May 17, 2016
On May 16, 2016, the Supreme Court issued Spokeo, Inc. v. Robins, an important opinion that significantly limits the ability of civil plaintiffs to bring claims for violation of a statute without establishing that they have suffered a real, concrete injury. The Court’s decision disapproves many lower court decisions that had deemed an alleged statutory violation sufficient on its own to satisfy the standing requirements of Article III, and as a result will have broad ramifications across numerous subject areas–including actions involving the Fair Credit Reporting Act, the Fair Debt Collections Practices Act, the Truth in Lending Act, the Telephone Consumer Protection Act, the Wiretap Act, and the Real Estate Settlement Procedures Act. Spokeo also creates a potentially dispositive obstacle to the certification of "no injury" class actions in which plaintiffs seek to recover statutory damages on a classwide basis without proof that individual class members suffered any actual, concrete injury.
Spokeo settled that "Article III standing requires a concrete injury even in the context of a statutory violation." Slip op. at 9. Violations of a statute that are "divorced from any concrete harm" do not "satisfy the injury-in-fact requirement of Article III." Id. at 9–10. While important questions remain regarding what a plaintiff asserting a statutory violation must allege (and ultimately prove at trial) to establish concrete harm, Spokeo clearly places a significant additional burden on plaintiffs seeking to recover statutory damages in federal court, and provides class-action defendants with an additional avenue of attack at both the pleading and class certification stages.
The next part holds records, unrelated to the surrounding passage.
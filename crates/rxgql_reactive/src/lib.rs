//! Push-based reactive sequences for rxgql.
//!
//! This crate provides the push-source side of a subscription:
//! - `observable`: cold sequences, `map` / `try_map`
//! - `observer`: the `Observer` trait and the producer-side `Subscriber`
//! - `disposable`: cancellation handles and subscription lifecycle
//! - `subject`: `PublishSubject`, a hot multicast source
//! - `bridge`: adapters from tokio channels
//!
//! Values are forwarded synchronously on the producer's thread. Nothing here
//! buffers, batches or replays.

pub mod bridge;
pub mod disposable;
pub mod error;
pub mod observable;
pub mod observer;
pub mod subject;

pub use bridge::from_broadcast;
pub use disposable::{DisposeBag, Disposable, SubscriptionState};
pub use error::{StreamError, StreamErrorKind};
pub use observable::Observable;
pub use observer::{Event, EventObserver, FnObserver, Observer, Subscriber};
pub use subject::PublishSubject;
Spokeo operates a "people search engine" that gathers and provides information about individuals for a number of purposes, including employers’ evaluation of prospective employees. Thomas Robins filed a class action complaint claiming that Spokeo willfully failed to comply with the requirements of the Fair Credit Reporting Act ("FCRA")–a statute that requires consumer reporting agencies to, among other things, "follow reasonable procedures to assure maximum possible accuracy of the information concerning the individual about whom the report relates." 15 U.S.C. § 1681e(b). Robins brought this suit even though the allegedly inaccurate information on Spokeo arguably enhanced his job prospects.
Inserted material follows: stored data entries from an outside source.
//! [`EventStream`] backed by an [`Observable`].
//!
//! # Example
//!
//! ```rust,ignore
//! use rxgql_reactive::PublishSubject;
//! use rxgql_runtime::{EventStream, ToEventStream};
//!
//! let subject = PublishSubject::new();
//! let stream = subject.as_observable().to_event_stream();
//! let shouted = stream.transform(|s: String| s.to_uppercase());
//!
//! let handle = shouted.subscribe_fn(|s| println!("{s}"));
//! subject.on_next("hello".to_string());
//! handle.dispose();
//! ```

use crate::event_stream::EventStream;
use crate::executor::ResponseFuture;
use rxgql_reactive::{
    Disposable, Event, EventObserver, FnObserver, Observable, Observer, PublishSubject,
    StreamError, SubscriptionState,
};
use std::fmt;
use std::sync::{Mutex, PoisonError};

/// Stream of per-event responses handed to a transport.
pub type ObservableSubscriptionEventStream = ObservableEventStream<ResponseFuture>;

/// Adapts an [`Observable`] to the [`EventStream`] capability.
///
/// The bound observable is fixed at construction. Wrapping does not
/// subscribe, and neither does [`transform`](EventStream::transform): the
/// derived adapter holds a mapped observable that subscribes to this one only
/// when it is itself subscribed.
pub struct ObservableEventStream<T> {
    observable: Observable<T>,
    subscription: Mutex<Option<Disposable>>,
}

impl<T: Send + 'static> ObservableEventStream<T> {
    /// Wraps an observable.
    pub fn new(observable: Observable<T>) -> Self {
        Self {
            observable,
            subscription: Mutex::new(None),
        }
    }

    /// The bound observable.
    pub fn observable(&self) -> &Observable<T> {
        &self.observable
    }

    /// Unwraps the bound observable.
    pub fn into_observable(self) -> Observable<T> {
        self.observable
    }

    /// Attaches the stream's subscriber.
    ///
    /// Disposing the returned handle releases every upstream stage.
    pub fn subscribe<O>(&self, observer: O) -> Disposable
    where
        O: Observer<T>,
    {
        let handle = self.observable.subscribe(observer);
        let previous = self
            .subscription
            .lock()
            .unwrap_or_else(PoisonError::into_inner)
            .replace(handle.clone());
        if previous.is_some_and(|previous| !previous.is_disposed()) {
            tracing::warn!("event stream subscribed while a previous subscription is active");
        } else {
            tracing::debug!("event stream subscribed");
        }
        handle
    }

    /// Attaches a closure that receives values only.
    pub fn subscribe_fn<F>(&self, on_next: F) -> Disposable
    where
        F: Fn(T) + Send + Sync + 'static,
    {
        self.subscribe(FnObserver(on_next))
    }

    /// Attaches a closure that receives every notification.
    pub fn subscribe_event<F>(&self, on_event: F) -> Disposable
    where
        F: Fn(Event<T>) + Send + Sync + 'static,
    {
        self.subscribe(EventObserver(on_event))
    }

    /// Lifecycle of this stream's subscription.
    pub fn state(&self) -> SubscriptionState {
        self.subscription
            .lock()
            .unwrap_or_else(PoisonError::into_inner)
            .as_ref()
            .map_or(SubscriptionState::Unsubscribed, Disposable::state)
    }
}

impl<T: Send + 'static> EventStream<T> for ObservableEventStream<T> {
    type Transformed<To: Send + 'static> = ObservableEventStream<To>;

    fn transform<To, F>(&self, f: F) -> ObservableEventStream<To>
    where
        To: Send + 'static,
        F: Fn(T) -> To + Send + Sync + 'static,
    {
        ObservableEventStream::new(self.observable.map(f))
    }

    fn try_transform<To, E, F>(&self, f: F) -> ObservableEventStream<To>
    where
        To: Send + 'static,
        E: std::error::Error + Send + Sync + 'static,
        F: Fn(T) -> Result<To, E> + Send + Sync + 'static,
    {
        ObservableEventStream::new(
            self.observable
                .try_map(move |event| f(event).map_err(StreamError::mapping)),
        )
    }
}

impl<T> fmt::Debug for ObservableEventStream<T> {
    fn fmt(&self, f: &mut fmt::Formatter<'_>) -> fmt::Result {
        let state = self
            .subscription
            .lock()
            .unwrap_or_else(PoisonError::into_inner)
            .as_ref()
            .map_or(SubscriptionState::Unsubscribed, Disposable::state);
        f.debug_struct("ObservableEventStream")
            .field("state", &state)
            .finish()
    }
}

/// Wraps push sources into [`ObservableEventStream`]s.
pub trait ToEventStream<T> {
    /// Wraps `self` without subscribing to it.
    fn to_event_stream(&self) -> ObservableEventStream<T>;
}

impl<T: Send + 'static> ToEventStream<T> for Observable<T> {
    fn to_event_stream(&self) -> ObservableEventStream<T> {
        ObservableEventStream::new(self.clone())
    }
}

impl<T: Clone + Send + 'static> ToEventStream<T> for PublishSubject<T> {
    fn to_event_stream(&self) -> ObservableEventStream<T> {
        ObservableEventStream::new(self.as_observable())
    }
}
The district court dismissed the complaint for lack of Article III standing because Robins had not sufficiently alleged that he had suffered an injury in fact, but the Ninth Circuit reversed. Relying on its earlier decision in Edwards v. First American Corp., 610 F. 3d 514 (9th Cir. 2010), cert. granted, 564 U. S. 1018 (2011), cert. dismissed as improvidently granted, 132 S.Ct. 2536 (2012) (per curiam), the Ninth Circuit ruled that Robins had satisfied the Article III injury-in-fact requirement because "Spokeo violated his statutory rights, not just the statutory rights of other people" and his "personal interests in the handling of his credit information are individualized rather than collective." Robins v. Spokeo, Inc., 742 F.3d 409, 413–14 (9th Cir. 2014).
In a 6-2 decision, the Supreme Court determined that the Ninth Circuit’s Article III analysis was "incomplete" because, although it considered whether the alleged injury was "particularized," it had "overlooked" whether Robins had also alleged a "concrete" injury. Slip op. at 2. The Court thus vacated the Ninth Circuit’s judgment, and instructed the Ninth Circuit to consider on remand whether Robins adequately alleged any concrete harm. Id.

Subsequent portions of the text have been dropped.